*** Begin section ***

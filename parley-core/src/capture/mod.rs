//! `CaptureEngine` — microphone lifecycle and block delivery.
//!
//! ## Lifecycle
//!
//! ```text
//! Idle ──start()──► Requesting ──device granted──► Capturing ──stop()──► Idle
//!                        │
//!                        └──denied / no device──► Idle  (Err(Device…))
//! ```
//!
//! `start()` while Capturing is a no-op; `stop()` is idempotent and safe
//! from any state, including a half-finished start.
//!
//! ## Threading
//!
//! Device streams are `!Send`, so the stream is opened *inside* the worker
//! thread and dropped there too. A bounded(1) channel carries the open
//! result back to `start()`, which blocks until the platform grants or
//! refuses the device.

pub mod worker;

pub use worker::{BlockSink, CaptureDiagnostics};

use std::{
    sync::{
        atomic::{AtomicBool, Ordering},
        Arc,
    },
    thread::JoinHandle,
};

use parking_lot::Mutex;
use serde::{Deserialize, Serialize};
use tracing::{info, warn};

use crate::{
    audio::{
        input::{CaptureRequest, InputBackend},
        tap::AudioTap,
    },
    buffering::create_audio_ring,
    error::{ParleyError, Result},
};

/// Capture engine state.
#[derive(Debug, Clone, Copy, PartialEq, Eq, Serialize, Deserialize)]
#[serde(rename_all = "lowercase")]
pub enum CaptureState {
    Idle,
    /// Waiting on device permission / availability.
    Requesting,
    Capturing,
}

pub struct CaptureEngine {
    backend: Arc<dyn InputBackend>,
    request: CaptureRequest,
    block_size: usize,
    tap: Arc<AudioTap>,
    state: Mutex<CaptureState>,
    /// `true` while the device callback and worker should run.
    running: Arc<AtomicBool>,
    worker: Mutex<Option<JoinHandle<()>>>,
    diagnostics: Arc<CaptureDiagnostics>,
}

impl CaptureEngine {
    /// `tap` receives every emitted block, for the input analyser.
    pub fn new(
        backend: Arc<dyn InputBackend>,
        request: CaptureRequest,
        block_size: usize,
        tap: Arc<AudioTap>,
    ) -> Self {
        Self {
            backend,
            request,
            block_size: block_size.max(1),
            tap,
            state: Mutex::new(CaptureState::Idle),
            running: Arc::new(AtomicBool::new(false)),
            worker: Mutex::new(None),
            diagnostics: Arc::new(CaptureDiagnostics::default()),
        }
    }

    pub fn state(&self) -> CaptureState {
        *self.state.lock()
    }

    pub fn is_capturing(&self) -> bool {
        self.state() == CaptureState::Capturing
    }

    pub fn block_size(&self) -> usize {
        self.block_size
    }

    pub fn diagnostics(&self) -> &Arc<CaptureDiagnostics> {
        &self.diagnostics
    }

    /// Acquire the microphone and start delivering blocks to `sink`.
    ///
    /// Blocks until the device is confirmed open (or refused).
    ///
    /// # Errors
    /// A device-class `ParleyError` when permission is denied, no device is
    /// available, the device rate cannot be converted, or `stop()` cancelled
    /// the request. The engine is back in `Idle` with nothing attached.
    pub fn start(&self, sink: BlockSink) -> Result<()> {
        {
            let mut state = self.state.lock();
            if *state != CaptureState::Idle {
                info!(state = ?*state, "capture already active");
                return Ok(());
            }
            *state = CaptureState::Requesting;
        }

        // A previous worker may still be winding down after stop().
        self.join_worker();
        self.diagnostics.reset();
        self.running.store(true, Ordering::SeqCst);

        let (producer, consumer) = create_audio_ring();
        let backend = Arc::clone(&self.backend);
        let request = self.request.clone();
        let running = Arc::clone(&self.running);
        let tap = Arc::clone(&self.tap);
        let diagnostics = Arc::clone(&self.diagnostics);
        let block_size = self.block_size;

        let (open_tx, open_rx) = crossbeam_channel::bounded::<Result<u32>>(1);

        let spawned = std::thread::Builder::new()
            .name("parley-capture".into())
            .spawn(move || {
                // ── Open device (must happen on THIS thread — streams are !Send) ──
                let stream = match backend.open(&request, producer, Arc::clone(&running)) {
                    Ok(s) => s,
                    Err(e) => {
                        running.store(false, Ordering::SeqCst);
                        let _ = open_tx.send(Err(e));
                        return;
                    }
                };
                let device_rate = stream.sample_rate();

                // The converter must exist before start() reports success.
                let worker = match worker::Worker::new(worker::WorkerContext {
                    consumer,
                    running: Arc::clone(&running),
                    device_sample_rate: device_rate,
                    capture_sample_rate: request.sample_rate,
                    block_size,
                    tap,
                    sink,
                    diagnostics,
                }) {
                    Ok(w) => w,
                    Err(e) => {
                        running.store(false, Ordering::SeqCst);
                        drop(stream);
                        let _ = open_tx.send(Err(e));
                        return;
                    }
                };
                let _ = open_tx.send(Ok(device_rate));
                worker.run();

                // Stream drops here, releasing the device on this thread.
                drop(stream);
            });

        let handle = match spawned {
            Ok(h) => h,
            Err(e) => {
                self.abort_start();
                return Err(ParleyError::Io(e));
            }
        };
        *self.worker.lock() = Some(handle);

        match open_rx.recv() {
            Ok(Ok(rate)) => {
                {
                    let mut state = self.state.lock();
                    if *state == CaptureState::Requesting {
                        *state = CaptureState::Capturing;
                        info!(device_rate = rate, "capture started");
                        return Ok(());
                    }
                }
                // stop() ran while the device was opening.
                self.abort_start();
                Err(ParleyError::Device(
                    "capture stopped before the microphone opened".into(),
                ))
            }
            Ok(Err(e)) => {
                warn!("microphone unavailable: {e}");
                self.abort_start();
                Err(e)
            }
            Err(_) => {
                self.abort_start();
                Err(ParleyError::Device("capture worker died before opening the device".into()))
            }
        }
    }

    /// Stop capture and release the device. Safe to call in any state.
    pub fn stop(&self) {
        let was = {
            let mut state = self.state.lock();
            std::mem::replace(&mut *state, CaptureState::Idle)
        };
        self.running.store(false, Ordering::SeqCst);
        self.join_worker();
        if was != CaptureState::Idle {
            info!(
                blocks = self.diagnostics.blocks_emitted(),
                "capture stopped"
            );
        }
    }

    fn abort_start(&self) {
        self.running.store(false, Ordering::SeqCst);
        self.join_worker();
        *self.state.lock() = CaptureState::Idle;
    }

    fn join_worker(&self) {
        let handle = self.worker.lock().take();
        if let Some(handle) = handle {
            if handle.thread().id() == std::thread::current().id() {
                // stop() from inside the block sink; the loop exits on its own.
                return;
            }
            if handle.join().is_err() {
                warn!("capture worker panicked");
            }
        }
    }
}

impl Drop for CaptureEngine {
    fn drop(&mut self) {
        self.stop();
    }
}

#[cfg(test)]
mod tests {
    use super::*;
    use crate::{
        audio::input::InputStream,
        buffering::{block::PcmBlock, AudioProducer, Producer},
    };
    use std::time::{Duration, Instant};

    struct ScriptedStream(u32);

    impl InputStream for ScriptedStream {
        fn sample_rate(&self) -> u32 {
            self.0
        }
    }

    struct ScriptedInput(Vec<f32>);

    impl InputBackend for ScriptedInput {
        fn open(
            &self,
            request: &CaptureRequest,
            mut producer: AudioProducer,
            _running: Arc<AtomicBool>,
        ) -> Result<Box<dyn InputStream>> {
            producer.push_slice(&self.0);
            Ok(Box::new(ScriptedStream(request.sample_rate)))
        }
    }

    struct DeniedInput;

    impl InputBackend for DeniedInput {
        fn open(
            &self,
            _request: &CaptureRequest,
            _producer: AudioProducer,
            _running: Arc<AtomicBool>,
        ) -> Result<Box<dyn InputStream>> {
            Err(ParleyError::Device("permission denied".into()))
        }
    }

    /// Reports a device rate no converter accepts.
    struct ZeroRateInput;

    impl InputBackend for ZeroRateInput {
        fn open(
            &self,
            _request: &CaptureRequest,
            _producer: AudioProducer,
            _running: Arc<AtomicBool>,
        ) -> Result<Box<dyn InputStream>> {
            Ok(Box::new(ScriptedStream(0)))
        }
    }

    /// Holds the device request open until the test releases it.
    struct GatedInput {
        entered: crossbeam_channel::Sender<()>,
        release: crossbeam_channel::Receiver<()>,
    }

    impl InputBackend for GatedInput {
        fn open(
            &self,
            request: &CaptureRequest,
            _producer: AudioProducer,
            _running: Arc<AtomicBool>,
        ) -> Result<Box<dyn InputStream>> {
            let _ = self.entered.send(());
            let _ = self.release.recv();
            Ok(Box::new(ScriptedStream(request.sample_rate)))
        }
    }

    fn engine(backend: impl InputBackend) -> CaptureEngine {
        CaptureEngine::new(
            Arc::new(backend),
            CaptureRequest::default(),
            256,
            Arc::new(AudioTap::new(128)),
        )
    }

    fn collecting_sink() -> (BlockSink, Arc<Mutex<Vec<PcmBlock>>>) {
        let seen = Arc::new(Mutex::new(Vec::new()));
        let out = Arc::clone(&seen);
        (Box::new(move |b| out.lock().push(b)), seen)
    }

    fn wait_for(cond: impl Fn() -> bool) {
        let start = Instant::now();
        while !cond() {
            assert!(start.elapsed() < Duration::from_secs(2), "timed out");
            std::thread::sleep(Duration::from_millis(2));
        }
    }

    #[test]
    fn emits_whole_blocks_in_order() {
        let samples: Vec<f32> = (0..1_000).map(|i| i as f32 / 1_000.0).collect();
        let e = engine(ScriptedInput(samples.clone()));
        let (sink, seen) = collecting_sink();

        e.start(sink).expect("scripted device opens");
        assert_eq!(e.state(), CaptureState::Capturing);
        wait_for(|| seen.lock().len() == 3);
        e.stop();

        let blocks = seen.lock();
        assert_eq!(blocks.len(), 3, "232 trailing samples never form a block");
        for (i, block) in blocks.iter().enumerate() {
            assert_eq!(block.len(), 256);
            assert_eq!(block.sample_rate(), 16_000);
            assert_eq!(block.samples(), &samples[i * 256..(i + 1) * 256]);
        }
        assert_eq!(e.diagnostics().blocks_emitted(), 3);
    }

    #[test]
    fn start_while_capturing_is_a_no_op() {
        let e = engine(ScriptedInput(vec![0.0; 256]));
        let (sink, seen) = collecting_sink();
        e.start(sink).unwrap();
        let (second, second_seen) = collecting_sink();
        e.start(second).unwrap();
        wait_for(|| seen.lock().len() == 1);
        e.stop();
        assert!(second_seen.lock().is_empty());
    }

    #[test]
    fn denied_device_returns_to_idle() {
        let e = engine(DeniedInput);
        let (sink, _) = collecting_sink();
        let err = e.start(sink).unwrap_err();
        assert_eq!(err.kind(), crate::error::ErrorKind::Device);
        assert_eq!(e.state(), CaptureState::Idle);
        assert!(e.worker.lock().is_none());
        assert!(!e.running.load(Ordering::SeqCst));
    }

    #[test]
    fn stop_is_idempotent_and_safe_from_idle() {
        let e = engine(ScriptedInput(Vec::new()));
        e.stop();
        let (sink, _) = collecting_sink();
        e.start(sink).unwrap();
        e.stop();
        e.stop();
        assert_eq!(e.state(), CaptureState::Idle);
    }

    #[test]
    fn emitted_blocks_reach_the_tap() {
        let tap = Arc::new(AudioTap::new(256));
        let e = CaptureEngine::new(
            Arc::new(ScriptedInput(vec![0.75; 256])),
            CaptureRequest::default(),
            256,
            Arc::clone(&tap),
        );
        let (sink, seen) = collecting_sink();
        e.start(sink).unwrap();
        wait_for(|| seen.lock().len() == 1);
        e.stop();
        let mut window = [0.0f32; 4];
        tap.snapshot(&mut window);
        assert_eq!(window, [0.75; 4]);
    }

    #[test]
    fn unconvertible_device_rate_fails_start() {
        let e = engine(ZeroRateInput);
        let (sink, seen) = collecting_sink();
        let err = e.start(sink).unwrap_err();
        assert_eq!(err.kind(), crate::error::ErrorKind::Device);
        assert_eq!(e.state(), CaptureState::Idle);
        assert!(e.worker.lock().is_none());
        assert!(!e.running.load(Ordering::SeqCst));
        assert!(seen.lock().is_empty());
    }

    #[test]
    fn stop_while_requesting_cancels_start() {
        let (entered_tx, entered_rx) = crossbeam_channel::bounded(1);
        let (release_tx, release_rx) = crossbeam_channel::bounded(1);
        let e = Arc::new(engine(GatedInput {
            entered: entered_tx,
            release: release_rx,
        }));

        let starter = {
            let e = Arc::clone(&e);
            std::thread::spawn(move || {
                let (sink, _) = collecting_sink();
                e.start(sink)
            })
        };
        entered_rx
            .recv_timeout(Duration::from_secs(2))
            .expect("device requested");
        assert_eq!(e.state(), CaptureState::Requesting);

        let stopper = {
            let e = Arc::clone(&e);
            std::thread::spawn(move || e.stop())
        };
        wait_for(|| e.state() == CaptureState::Idle);
        release_tx.send(()).unwrap();
        stopper.join().unwrap();

        let err = starter.join().unwrap().unwrap_err();
        assert_eq!(err.kind(), crate::error::ErrorKind::Device);
        assert_eq!(e.state(), CaptureState::Idle);
        assert!(!e.is_capturing());
        assert!(e.worker.lock().is_none());
        assert!(!e.running.load(Ordering::SeqCst));
    }
}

*** End section ***

WORK INSTRUCTION: Go through the listing above and list every line that has the word "DeniedInput".

RESPONSE AREA:
    struct DeniedInput;
    impl InputBackend for DeniedInput {
        let e = engine(DeniedInput);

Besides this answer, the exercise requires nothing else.